Partiti i progetti di inclusione sociale per i profughi

LUCCA – Quattro dei sei progetti di cura dell’ambiente sono partiti e altri due saranno attivati all’inizio del mese di novembre. E’ questo in estrema sintesi il resoconto della prima riunione del tavolo che si è a palazzo Orsetti per seguire l’andamento dei progetti di volontariato che coinvolgono 54 profughi attualmente ospiti del territorio comunale, realizzati grazie alla collaborazione dell’amministrazione comunale con le associazioni locali di volontariato del terzo settore.

“Le cose vanno meglio anche di quanto previsto – commenta l’assessore Antonio Sichi che sta seguendo i progetti –. Non è infatti semplice coordinare attività di questo tipo che coinvolgono molte persone, alcune delle quali non hanno praticamente conoscenza del territorio. Invece, grazie soprattutto all’attività preziosa di mediazione portata avanti dalle associazioni lucchesi che operano nel settore dell’accoglienza, la risposta c’è ed è decisamente positiva”.

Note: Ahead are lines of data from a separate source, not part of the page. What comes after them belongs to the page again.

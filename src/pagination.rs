//! Cursor-based lazy pagination.
//!
//! A [`Paginator`] hides a multi-page listing behind a single sequence.
//! Pages are fetched only when the consumer asks for an item that is not
//! already buffered, so taking the first few results never triggers
//! requests for later pages.

use std::collections::VecDeque;

use async_trait::async_trait;
use futures::stream::{self, Stream};

use crate::error::{AppDistError, Result};

/// One page of a listing as returned by the server.
#[derive(Debug, Clone)]
pub struct CursorPage<T> {
    /// The items on this page, in server order.
    pub items: Vec<T>,
    /// Cursor for the next page. `None` or empty ends the listing.
    pub next_cursor: Option<String>,
}

impl<T> CursorPage<T> {
    /// Create a page from items and an optional next cursor.
    #[must_use]
    pub fn new(items: Vec<T>, next_cursor: Option<String>) -> Self {
        Self { items, next_cursor }
    }

    /// Returns true if the server indicated another page follows.
    #[must_use]
    pub fn has_more(&self) -> bool {
        self.next_cursor.as_deref().is_some_and(|c| !c.is_empty())
    }
}

/// Something that can fetch one page given the previous page's cursor.
///
/// Implemented per vendor: App Store Connect follows `links.next`,
/// Firebase sends `pageToken`.
#[async_trait]
pub trait PageSource: Send {
    /// The item type yielded by the listing.
    type Item: Send;

    /// Fetch a page. `cursor` is `None` for the first page.
    ///
    /// # Errors
    ///
    /// Returns an error if the request fails.
    async fn fetch_page(&mut self, cursor: Option<&str>) -> Result<CursorPage<Self::Item>>;
}

#[derive(Debug, Clone, PartialEq, Eq)]
enum State {
    NotStarted,
    More(String),
    Exhausted,
}

/// Lazy, single-pass, non-restartable sequence over a paged listing.
///
/// Each call to [`Paginator::next`] either returns a buffered item or
/// suspends on exactly one page fetch. Once the listing is exhausted, the
/// limit is reached or a fetch fails, every further call returns
/// `Ok(None)` without touching the network.
pub struct Paginator<S: PageSource> {
    source: S,
    buffer: VecDeque<S::Item>,
    state: State,
    limit: Option<usize>,
    yielded: usize,
    pages_fetched: usize,
}

impl<S: PageSource> std::fmt::Debug for Paginator<S> {
    fn fmt(&self, f: &mut std::fmt::Formatter<'_>) -> std::fmt::Result {
        f.debug_struct("Paginator")
            .field("state", &self.state)
            .field("limit", &self.limit)
            .field("yielded", &self.yielded)
            .field("pages_fetched", &self.pages_fetched)
            .finish_non_exhaustive()
    }
}

impl<S: PageSource> Paginator<S> {
    /// Create a paginator with no result limit.
    pub fn new(source: S) -> Self {
        Self {
            source,
            buffer: VecDeque::new(),
            state: State::NotStarted,
            limit: None,
            yielded: 0,
            pages_fetched: 0,
        }
    }

    /// Create a paginator that stops after `limit` items.
    ///
    /// # Errors
    ///
    /// Returns [`AppDistError::InvalidParameter`] if `limit` is zero.
    pub fn with_limit(source: S, limit: Option<usize>) -> Result<Self> {
        if limit == Some(0) {
            return Err(AppDistError::InvalidParameter(
                "limit must be a positive number".to_string(),
            ));
        }
        let mut paginator = Self::new(source);
        paginator.limit = limit;
        Ok(paginator)
    }

    /// Number of page requests issued so far.
    pub fn pages_fetched(&self) -> usize {
        self.pages_fetched
    }

    /// Number of items handed out so far.
    pub fn yielded(&self) -> usize {
        self.yielded
    }

    /// Returns the next item, fetching a new page if the buffer is empty.
    ///
    /// # Errors
    ///
    /// Returns the page fetch error. The paginator is exhausted afterwards.
    pub async fn next(&mut self) -> Result<Option<S::Item>> {
        if self.limit.is_some_and(|limit| self.yielded >= limit) {
            self.finish();
            return Ok(None);
        }

        loop {
            if let Some(item) = self.buffer.pop_front() {
                self.yielded += 1;
                return Ok(Some(item));
            }

            let cursor = match &self.state {
                State::Exhausted => return Ok(None),
                State::NotStarted => None,
                State::More(cursor) => Some(cursor.clone()),
            };

            let page = match self.source.fetch_page(cursor.as_deref()).await {
                Ok(page) => page,
                Err(e) => {
                    self.finish();
                    return Err(e);
                }
            };
            self.pages_fetched += 1;

            self.state = match page.next_cursor {
                Some(next) if !next.is_empty() => State::More(next),
                _ => State::Exhausted,
            };
            // An empty page with a cursor is legitimate; loop and fetch on.
            self.buffer.extend(page.items);
        }
    }

    /// Drain the remaining items into a vector.
    ///
    /// # Errors
    ///
    /// Returns the first page fetch error.
    pub async fn collect_all(mut self) -> Result<Vec<S::Item>> {
        let mut items = Vec::new();
        while let Some(item) = self.next().await? {
            items.push(item);
        }
        Ok(items)
    }

    /// Convert into a [`Stream`] of results.
    ///
    /// The stream ends after the first error.
    pub fn into_stream(self) -> impl Stream<Item = Result<S::Item>> + Send
    where
        S: 'static,
        S::Item: 'static,
    {
        stream::unfold(Some(self), |paginator| async move {
            let mut paginator = paginator?;
            match paginator.next().await {
                Ok(Some(item)) => Some((Ok(item), Some(paginator))),
                Ok(None) => None,
                Err(e) => Some((Err(e), None)),
            }
        })
    }

    fn finish(&mut self) {
        self.state = State::Exhausted;
        self.buffer.clear();
    }
}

Dei 6 progetti attivati, è iniziato il 12 ottobre quello relativo alla manutenzione e segnalazione della via Francigena, che impiega 13 giovani profughi e che è gestito dalla cooperativa Odissea insieme ai volontari della Uisp-sport per tutti. Il progetto si realizza i giorni di lunedì e venerdì dalle 9 alle 13. Iniziato in fase sperimentale (con giorni e orari da definire) il progetto di San Cassiano, che vede impegnate 5 persone con la cooperativa “Giovani e comunità” e la parrocchia locale. Partito nei giorni scorsi il progetto “Verde Insieme” gestito dal Gvai, che vede impegnati 7 volontari nei giorni di lunedì e giovedì dalle 9 alle 12 lungo la via Sarzanese. Iniziato in via sperimentale anche il progetto di pulizia del parco fluviale (sponda di destra-zona Monte San Quirico).

Inizieranno invece con il mese di novembre gli altri 2 progetti: quello gestito dalla cooperativa Odissea nell’Oltreserchio e che riguarda 19 giovani richiedenti asilo; quello gestito dal Ceis che impegna 7 volontari che saranno impegnati in interventi di pulizia e decoro di viale San Concordio e viale Castracani.

La riunione di ieri è stata anche l’occasione per introdurre al tavolo la cooperativa La Salute (accoglie 14 profughi a Maggiano) che inizierà a collaborare al progetto della cooperativa Odissea per l’Oltreserchio, sviluppando in seguito un proprio progetto.

Al di là dei primi risultati concreti – aggiunge l’assessore Sichi – ho registrato ieri un clima decisamente costruttivo e propositivo da parte di tutte le persone che in rappresentanza delle associazioni locali hanno preso parte a questo primo incontro di monitoraggio dei sei progetti di cura dell’ambiente. Si tratta a mio avviso di un fatto importante, soprattutto nell’ottica dell’amministrazione comunale che è quella di superare il modello di accoglienza che si limita a fornire vitto e alloggio ai richiedenti asilo e che punta invece ad avvicinare sempre di più l’accoglienza prefettizia a quella dello Sprar”.

Il tavolo tornerà a riunirsi ogni terzo mercoledì del mese: prossimo appuntamento già fissato al 18 novembre prossimo.